Red Hot Chili Peppers yang Masih Sama Meski Tak Lagi Muda
Aksi Red Hot Chili Peppers (RHCP) sebagai penutup Woodstock 1999 masih terbayang jelas. Flea telanjang bulat dengan rambut biru terangnya, berjingkrak-jingkrak di panggung, di depan lautan massa yang lelah tapi masih penuh adrenalin.
Namun Woodstock 1999 itu adalah Woodstock terakhir usai berujung bencana. Beberapa hari setelahnya, Chad Smith mengaku ia baru sadar bandnya itu dituding sebagai salah satu pemantik kerusuhan lantaran membawa Fire dari Jimi Hendrix.
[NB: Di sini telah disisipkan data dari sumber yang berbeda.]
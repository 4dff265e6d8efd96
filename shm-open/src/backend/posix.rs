//! POSIX shared memory objects, `shm_open` and `mmap`.
//!
//! A mapping may extend past the end of the object, and touching those pages raises `SIGBUS`.
//! The object size is therefore checked before mapping, a shorter object fails like `shmget` does
//! for System V segments, with `EINVAL`.
use alloc::sync::Arc;
use core::ffi::{c_int, c_void, CStr};
use core::ptr::NonNull;
use std::ffi::CString;

use super::Backend;
use crate::OsError;

/// Attach through `shm_open`, `fstat`, `mmap`, `munmap` and `close`.
#[derive(Clone)]
pub struct Posix {
    inner: Arc<Inner>,
}

struct Inner {
    vtable: PosixVTable,
}

// Safety: the table holds function pointers and plain values. `map_failed` is a sentinel that is
// only ever compared, never dereferenced.
unsafe impl Send for Inner {}
unsafe impl Sync for Inner {}

/// A table of OS functions.
///
/// Each entry must behave like the correspondingly named libc function, see the Safety
/// precondition of [`Posix::new_unchecked`]. The default table links against `libc`; start from
/// [`PosixVTable::new_libc`] and replace entries to intercept individual calls.
#[non_exhaustive]
pub struct PosixVTable {
    /// `shm_open` of an existing object, the mode is irrelevant without `O_CREAT`.
    pub shm_open: fn(name: &CStr, oflag: c_int) -> c_int,
    /// Simplified `fstat`, writes `st_size` on success.
    pub fstat: fn(fd: c_int, size: &mut i64) -> c_int,
    /// Simplified `mmap`, always a `MAP_SHARED` mapping of the whole length at offset zero.
    pub mmap: fn(len: usize, prot: c_int, fd: c_int) -> *mut c_void,
    pub munmap: fn(*mut c_void, usize) -> c_int,
    pub close: fn(c_int) -> c_int,
    pub errno: fn() -> c_int,

    pub o_rdwr: c_int,
    pub prot_read: c_int,
    pub prot_write: c_int,
    pub map_failed: *mut c_void,
}

impl Posix {
    /// Create a `Posix` backend from a customized vtable.
    ///
    /// # Safety
    ///
    /// The VTable must contain functions that implement the `shm_open`/`mmap` interface. In
    /// particular `mmap` must return `map_failed` or a mapping of at least the requested length
    /// that stays valid until the matching `munmap`.
    pub unsafe fn new_unchecked(vtable: PosixVTable) -> Self {
        Posix {
            inner: Arc::new(Inner { vtable }),
        }
    }

    pub fn new() -> Self {
        // Safety: the libc functions are the reference for the interface.
        unsafe { Self::new_unchecked(PosixVTable::new_libc()) }
    }

    fn errno(&self) -> OsError {
        OsError::from_raw((self.inner.vtable.errno)())
    }
}

impl Default for Posix {
    fn default() -> Self {
        Posix::new()
    }
}

/// The shared memory object name for a segment name.
///
/// Objects are named with a leading slash. Apple targets expect the name as given instead.
pub fn object_name(name: &str) -> String {
    if cfg!(target_vendor = "apple") || name.starts_with('/') {
        name.to_owned()
    } else {
        format!("/{name}")
    }
}

impl Backend for Posix {
    type Handle = c_int;

    fn acquire(&self, name: &str, _: usize) -> Result<c_int, OsError> {
        let path = CString::new(object_name(name)).map_err(|_| OsError::from_raw(libc::EINVAL))?;
        let vtable = &self.inner.vtable;

        tracing::trace!(path = ?path, "shm_open");
        match (vtable.shm_open)(&path, vtable.o_rdwr) {
            -1 => Err(self.errno()),
            fd => Ok(fd),
        }
    }

    fn map(&self, fd: c_int, len: usize) -> Result<NonNull<u8>, OsError> {
        let vtable = &self.inner.vtable;
        let prot = vtable.prot_read | vtable.prot_write;

        let mut size = 0;
        tracing::trace!(fd, "fstat");
        if (vtable.fstat)(fd, &mut size) != 0 {
            return Err(self.errno());
        }

        if u64::try_from(size).map_or(true, |size| size < len as u64) {
            tracing::debug!(fd, size, len, "shared memory object is smaller than the mapping");
            return Err(OsError::from_raw(libc::EINVAL));
        }

        tracing::trace!(fd, len, "mmap");
        let ptr = (vtable.mmap)(len, prot, fd);
        if ptr == vtable.map_failed {
            return Err(self.errno());
        }

        NonNull::new(ptr.cast()).ok_or(OsError::from_raw(libc::EFAULT))
    }

    unsafe fn unmap(&self, ptr: NonNull<u8>, len: usize) -> Result<(), OsError> {
        tracing::trace!(?ptr, len, "munmap");
        // munmap must see the length passed to mmap, not the size of the object.
        match (self.inner.vtable.munmap)(ptr.as_ptr().cast(), len) {
            0 => Ok(()),
            _ => Err(self.errno()),
        }
    }

    unsafe fn release(&self, fd: c_int) -> Result<(), OsError> {
        tracing::trace!(fd, "close");
        match (self.inner.vtable.close)(fd) {
            0 => Ok(()),
            _ => Err(self.errno()),
        }
    }
}

impl PosixVTable {
    pub fn new_libc() -> Self {
        fn _shm_open(name: &CStr, oflag: c_int) -> c_int {
            // Safety: `name` is a valid nul-terminated string.
            unsafe { libc::shm_open(name.as_ptr(), oflag, 0) }
        }

        fn _fstat(fd: c_int, size: &mut i64) -> c_int {
            let mut uninit = core::mem::MaybeUninit::<libc::stat>::zeroed();
            // Safety: passing the correct pointer to a struct of libc::stat.
            let ret = unsafe { libc::fstat(fd, uninit.as_mut_ptr()) };

            if ret == 0 {
                // Safety: always initialized on return with success.
                *size = unsafe { uninit.assume_init() }.st_size.into();
            }

            ret
        }

        fn _mmap_inner(len: usize, prot: c_int, fd: c_int) -> *mut c_void {
            unsafe { libc::mmap(core::ptr::null_mut(), len, prot, libc::MAP_SHARED, fd, 0) }
        }

        fn _munmap(addr: *mut c_void, len: usize) -> c_int {
            unsafe { libc::munmap(addr, len) }
        }

        fn _close_inner(fd: c_int) -> c_int {
            unsafe { libc::close(fd) }
        }

        fn _errno() -> c_int {
            OsError::last().raw()
        }

        PosixVTable {
            shm_open: _shm_open,
            fstat: _fstat,
            mmap: _mmap_inner,
            munmap: _munmap,
            close: _close_inner,
            errno: _errno,
            o_rdwr: libc::O_RDWR,
            prot_read: libc::PROT_READ,
            prot_write: libc::PROT_WRITE,
            map_failed: libc::MAP_FAILED,
        }
    }
}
Lihat Juga :REVIEW KONSER Nostalgia Nyaris Sempurna Bareng Westlife di GBK |
Dalam cuplikan penampilan RHCP di Woodstock '99 Trainwreck di Netflix, aksi Flea, Anthony Kiedis, Chad Smith, dan John Frusciante dalam festival musik itu memang begitu energik. Selain itu, album Californication (1999) mereka baru meledak di pasaran.
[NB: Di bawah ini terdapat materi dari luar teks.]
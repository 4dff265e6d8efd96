//! The OS strategies for attaching to a named segment.
//!
//! Each backend splits attaching into two acquisitions, a handle and a mapping, and releasing
//! into the two inverse steps. The ordering and rollback between those steps is not the concern
//! of a backend, [`SharedMemory`](crate::SharedMemory) drives them.
use core::fmt;
use core::ptr::NonNull;

use crate::OsError;

#[cfg(all(unix, not(target_os = "android")))]
pub mod posix;
#[cfg(unix)]
pub mod sysv;
#[cfg(windows)]
pub mod windows;

/// One OS strategy for shared memory.
///
/// Implementations are expected to be thin wrappers around the OS calls. In particular `acquire`
/// must not map anything, and `map` must not take ownership of the handle.
pub trait Backend {
    /// The raw OS token: a kernel handle, a file descriptor or a segment id.
    type Handle: Copy + fmt::Debug;

    /// Open the existing segment called `name` for reading and writing.
    ///
    /// The name has been validated: it is not empty and contains no NUL byte.
    fn acquire(&self, name: &str, len: usize) -> Result<Self::Handle, OsError>;

    /// Map `len` bytes of the segment, shared and writable.
    fn map(&self, handle: Self::Handle, len: usize) -> Result<NonNull<u8>, OsError>;

    /// Remove a mapping.
    ///
    /// # Safety
    ///
    /// `ptr` and `len` must be exactly those of a previous successful `map` on this backend, and
    /// the mapping must not have been removed before. No reference into it may be alive.
    unsafe fn unmap(&self, ptr: NonNull<u8>, len: usize) -> Result<(), OsError>;

    /// Release a handle.
    ///
    /// # Safety
    ///
    /// `handle` must come from a previous successful `acquire` on this backend and must not have
    /// been released before.
    unsafe fn release(&self, handle: Self::Handle) -> Result<(), OsError>;
}

/// The backend compiled in for this target.
#[cfg(windows)]
pub type Native = windows::Windows;

/// The backend compiled in for this target.
#[cfg(all(unix, not(target_os = "android"), not(feature = "sysv")))]
pub type Native = posix::Posix;

/// The backend compiled in for this target.
///
/// Android does not provide `shm_open` so the System V calls are the only option there.
#[cfg(all(unix, any(target_os = "android", feature = "sysv")))]
pub type Native = sysv::SysV;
Maka tak heran RHCP dipilih sebagai band penutup dari line up luar biasa festival legendaris itu, seperti Korn, Bush, Rage Against the Machine, dan sederet nama besar solois dan band rock dekade '90-an.
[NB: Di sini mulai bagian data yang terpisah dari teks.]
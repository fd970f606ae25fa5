//! Worker process supervision.
//!
//! Owns the single analytics worker: resolves its platform-specific
//! executable path, spawns it with captured stdio, observes its exit, and
//! terminates it on request. The design assumes one supervised worker per
//! host lifetime; a second `start()` while one is running is a logged
//! no-op.

use std::path::{Path, PathBuf};
use std::process::Stdio;
use std::sync::{Arc, Mutex};

use tokio::io::{AsyncBufReadExt, AsyncRead, BufReader};
use tokio::process::{Child, Command};
use tokio::sync::oneshot;
use tracing::{debug, error, info, warn};

/// Lifecycle state of the supervised worker.
#[derive(Debug, Clone, Copy, PartialEq, Eq)]
pub enum WorkerState {
    NotStarted,
    Running { pid: u32 },
    Exited { code: Option<i32> },
}

struct Inner {
    state: WorkerState,
    kill_tx: Option<oneshot::Sender<()>>,
}

/// Spawns, observes, and terminates the analytics worker.
pub struct ProcessSupervisor {
    worker_dir: Option<PathBuf>,
    inner: Arc<Mutex<Inner>>,
}

impl ProcessSupervisor {
    /// `worker_dir` is a development override; when `None` the executable
    /// is resolved by the platform convention relative to the host binary.
    pub fn new(worker_dir: Option<PathBuf>) -> Self {
        Self {
            worker_dir,
            inner: Arc::new(Mutex::new(Inner {
                state: WorkerState::NotStarted,
                kill_tx: None,
            })),
        }
    }

    pub fn state(&self) -> WorkerState {
        self.inner.lock().expect("supervisor lock poisoned").state
    }

    /// Spawn the worker with stdout/stderr captured and exit observation
    /// registered.
    ///
    /// A spawn failure is logged and otherwise swallowed — the host keeps
    /// running and the telemetry channel simply never connects. Calling
    /// `start()` while a worker is already running is a no-op.
    pub fn start(&self) {
        {
            let inner = self.inner.lock().expect("supervisor lock poisoned");
            if let WorkerState::Running { pid } = inner.state {
                warn!(pid, "worker already running, start ignored");
                return;
            }
        }

        let path = self.resolve_worker_path();
        info!(path = %path.display(), "starting analytics worker");

        let mut child = match Command::new(&path)
            .stdout(Stdio::piped())
            .stderr(Stdio::piped())
            .spawn()
        {
            Ok(child) => child,
            Err(e) => {
                error!(path = %path.display(), error = %e, "worker spawn failed");
                return;
            }
        };

        let pid = child.id().unwrap_or_default();

        if let Some(stdout) = child.stdout.take() {
            tokio::spawn(forward_lines(stdout, false));
        }
        if let Some(stderr) = child.stderr.take() {
            tokio::spawn(forward_lines(stderr, true));
        }

        let (kill_tx, kill_rx) = oneshot::channel();
        {
            let mut inner = self.inner.lock().expect("supervisor lock poisoned");
            inner.state = WorkerState::Running { pid };
            inner.kill_tx = Some(kill_tx);
        }

        let inner = self.inner.clone();
        tokio::spawn(async move {
            supervise(child, pid, kill_rx, inner).await;
        });

        info!(pid, "worker running");
    }

    /// Request worker termination. Idempotent and fire-and-forget: a second
    /// call, or a call with no worker running, is a no-op, and the caller
    /// never waits for exit confirmation.
    pub fn stop(&self) {
        let kill_tx = {
            let mut inner = self.inner.lock().expect("supervisor lock poisoned");
            inner.kill_tx.take()
        };

        match kill_tx {
            Some(tx) => {
                info!("stopping analytics worker");
                let _ = tx.send(());
            }
            None => {
                debug!("no worker running, stop is a no-op");
            }
        }
    }

    fn resolve_worker_path(&self) -> PathBuf {
        if let Some(dir) = &self.worker_dir {
            return dir.join(worker_binary_name());
        }

        let exe_dir = std::env::current_exe()
            .ok()
            .and_then(|p| p.parent().map(Path::to_path_buf))
            .unwrap_or_else(|| PathBuf::from("."));
        platform_worker_path(&exe_dir)
    }
}

/// Exit observer: waits for the child to exit on its own, or for a stop
/// request, and records the outcome. The handle is cleared either way so a
/// later `start()` is legal.
async fn supervise(
    mut child: Child,
    pid: u32,
    kill_rx: oneshot::Receiver<()>,
    inner: Arc<Mutex<Inner>>,
) {
    let status = tokio::select! {
        status = child.wait() => status,
        _ = kill_rx => {
            terminate(&mut child, pid);
            // Reap after the kill; stop() has already returned.
            child.wait().await
        }
    };

    let code = match status {
        Ok(status) => {
            info!(pid, code = ?status.code(), "worker exited");
            status.code()
        }
        Err(e) => {
            error!(pid, error = %e, "failed to observe worker exit");
            None
        }
    };

    let mut inner = inner.lock().expect("supervisor lock poisoned");
    inner.state = WorkerState::Exited { code };
    inner.kill_tx = None;
}

/// Windows has no POSIX signal delivery: force-kill the whole process tree
/// by pid.
#[cfg(windows)]
fn terminate(_child: &mut Child, pid: u32) {
    match std::process::Command::new("taskkill")
        .args(["/PID", &pid.to_string(), "/T", "/F"])
        .spawn()
    {
        Ok(_) => debug!(pid, "taskkill issued"),
        Err(e) => warn!(pid, error = %e, "taskkill failed"),
    }
}

/// Elsewhere, signal the process directly.
#[cfg(not(windows))]
fn terminate(child: &mut Child, pid: u32) {
    if let Err(e) = child.start_kill() {
        warn!(pid, error = %e, "failed to signal worker");
    }
}

/// Forward one captured stream to diagnostic logging, line by line.
async fn forward_lines(stream: impl AsyncRead + Unpin, is_stderr: bool) {
    let mut lines = BufReader::new(stream).lines();
    while let Ok(Some(line)) = lines.next_line().await {
        if is_stderr {
            warn!(target: "worker", "{line}");
        } else {
            info!(target: "worker", "{line}");
        }
    }
}

fn worker_binary_name() -> &'static str {
    if cfg!(windows) {
        "aft-worker.exe"
    } else {
        "aft-worker"
    }
}

/// The three recognized platform layouts, relative to the host executable:
/// macOS app bundles keep the worker under `../Resources`, Windows installs
/// it under `resources\worker`, and everything else uses a sibling
/// `worker/` directory.
fn platform_worker_path(exe_dir: &Path) -> PathBuf {
    if cfg!(target_os = "macos") {
        exe_dir
            .join("..")
            .join("Resources")
            .join("worker")
            .join(worker_binary_name())
    } else if cfg!(windows) {
        exe_dir
            .join("resources")
            .join("worker")
            .join(worker_binary_name())
    } else {
        exe_dir.join("worker").join(worker_binary_name())
    }
}

#[cfg(test)]
mod tests {
    use super::*;
    use std::time::Duration;

    #[test]
    fn stop_without_worker_is_a_noop() {
        let supervisor = ProcessSupervisor::new(None);
        assert_eq!(supervisor.state(), WorkerState::NotStarted);

        supervisor.stop();
        supervisor.stop();
        assert_eq!(supervisor.state(), WorkerState::NotStarted);
    }

    #[tokio::test]
    async fn spawn_failure_is_nonfatal() {
        let dir = tempfile::tempdir().unwrap();
        // Empty directory: no worker binary to spawn.
        let supervisor = ProcessSupervisor::new(Some(dir.path().to_path_buf()));

        supervisor.start();
        assert_eq!(supervisor.state(), WorkerState::NotStarted);

        // And stop afterwards is still a clean no-op.
        supervisor.stop();
    }

    #[test]
    fn platform_path_has_three_branches() {
        let path = platform_worker_path(Path::new("/opt/aft/bin"));
        let s = path.to_string_lossy();

        if cfg!(target_os = "macos") {
            assert!(s.contains("Resources"));
        } else if cfg!(windows) {
            assert!(s.contains("resources"));
            assert!(s.ends_with("aft-worker.exe"));
        } else {
            assert!(s.ends_with("worker/aft-worker"));
        }
    }

    #[cfg(unix)]
    async fn wait_for_exit(supervisor: &ProcessSupervisor) -> WorkerState {
        for _ in 0..100 {
            if let state @ WorkerState::Exited { .. } = supervisor.state() {
                return state;
            }
            tokio::time::sleep(Duration::from_millis(20)).await;
        }
        panic!("worker never exited: {:?}", supervisor.state());
    }

    /// Drop a fake worker script into a temp dir (unix only — test workers
    /// are shell scripts).
    #[cfg(unix)]
    fn fake_worker(dir: &Path, script: &str) {
        use std::os::unix::fs::PermissionsExt;
        let path = dir.join("aft-worker");
        std::fs::write(&path, format!("#!/bin/sh\n{script}\n")).unwrap();
        std::fs::set_permissions(&path, std::fs::Permissions::from_mode(0o755)).unwrap();
    }

    #[cfg(unix)]
    #[tokio::test]
    async fn observes_worker_exit_code() {
        let dir = tempfile::tempdir().unwrap();
        fake_worker(dir.path(), "exit 7");

        let supervisor = ProcessSupervisor::new(Some(dir.path().to_path_buf()));
        supervisor.start();

        let state = wait_for_exit(&supervisor).await;
        assert_eq!(state, WorkerState::Exited { code: Some(7) });
    }

    #[cfg(unix)]
    #[tokio::test]
    async fn stop_terminates_running_worker() {
        let dir = tempfile::tempdir().unwrap();
        fake_worker(dir.path(), "sleep 30");

        let supervisor = ProcessSupervisor::new(Some(dir.path().to_path_buf()));
        supervisor.start();
        assert!(matches!(supervisor.state(), WorkerState::Running { .. }));

        supervisor.stop();
        let state = wait_for_exit(&supervisor).await;
        assert!(matches!(state, WorkerState::Exited { .. }));

        // Second stop after exit: no-op, state unchanged.
        supervisor.stop();
        assert_eq!(supervisor.state(), state);
    }

    #[cfg(unix)]
    #[tokio::test]
    async fn start_while_running_is_ignored() {
        let dir = tempfile::tempdir().unwrap();
        fake_worker(dir.path(), "sleep 30");

        let supervisor = ProcessSupervisor::new(Some(dir.path().to_path_buf()));
        supervisor.start();
        let pid = match supervisor.state() {
            WorkerState::Running { pid } => pid,
            other => panic!("expected running worker: {other:?}"),
        };

        supervisor.start();
        assert_eq!(supervisor.state(), WorkerState::Running { pid });

        supervisor.stop();
        wait_for_exit(&supervisor).await;
    }

    #[cfg(unix)]
    #[tokio::test]
    async fn restart_after_exit_is_legal() {
        let dir = tempfile::tempdir().unwrap();
        fake_worker(dir.path(), "exit 0");

        let supervisor = ProcessSupervisor::new(Some(dir.path().to_path_buf()));
        supervisor.start();
        wait_for_exit(&supervisor).await;

        supervisor.start();
        // Either still running or already exited again, but not rejected.
        assert!(!matches!(supervisor.state(), WorkerState::NotStarted));
        supervisor.stop();
    }
}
Apalagi, penampilan live RHCP tak pernah cuma soal lagu, tapi physical.
Meski tentu tak terlalu banyak berharap, bayangan aksi RHCP itulah yang tertanam dalam benak saya saat berjalan memasuki National Stadium Singapura, Kamis (16/2) lalu.
Lewat sedikit dari jam 8 malam waktu lokal, RHCP membuka aksinya dengan Intro Jam seperti biasanya. Michael Balzary alias Flea melompat dengan bass di badannya, Frusciante di gitar, dan Smith duduk di kursi drum. Ya, formasi ini sama seperti pada 1999 usai Frusciante gabung lagi dengan RHCP pada 2019 kemarin.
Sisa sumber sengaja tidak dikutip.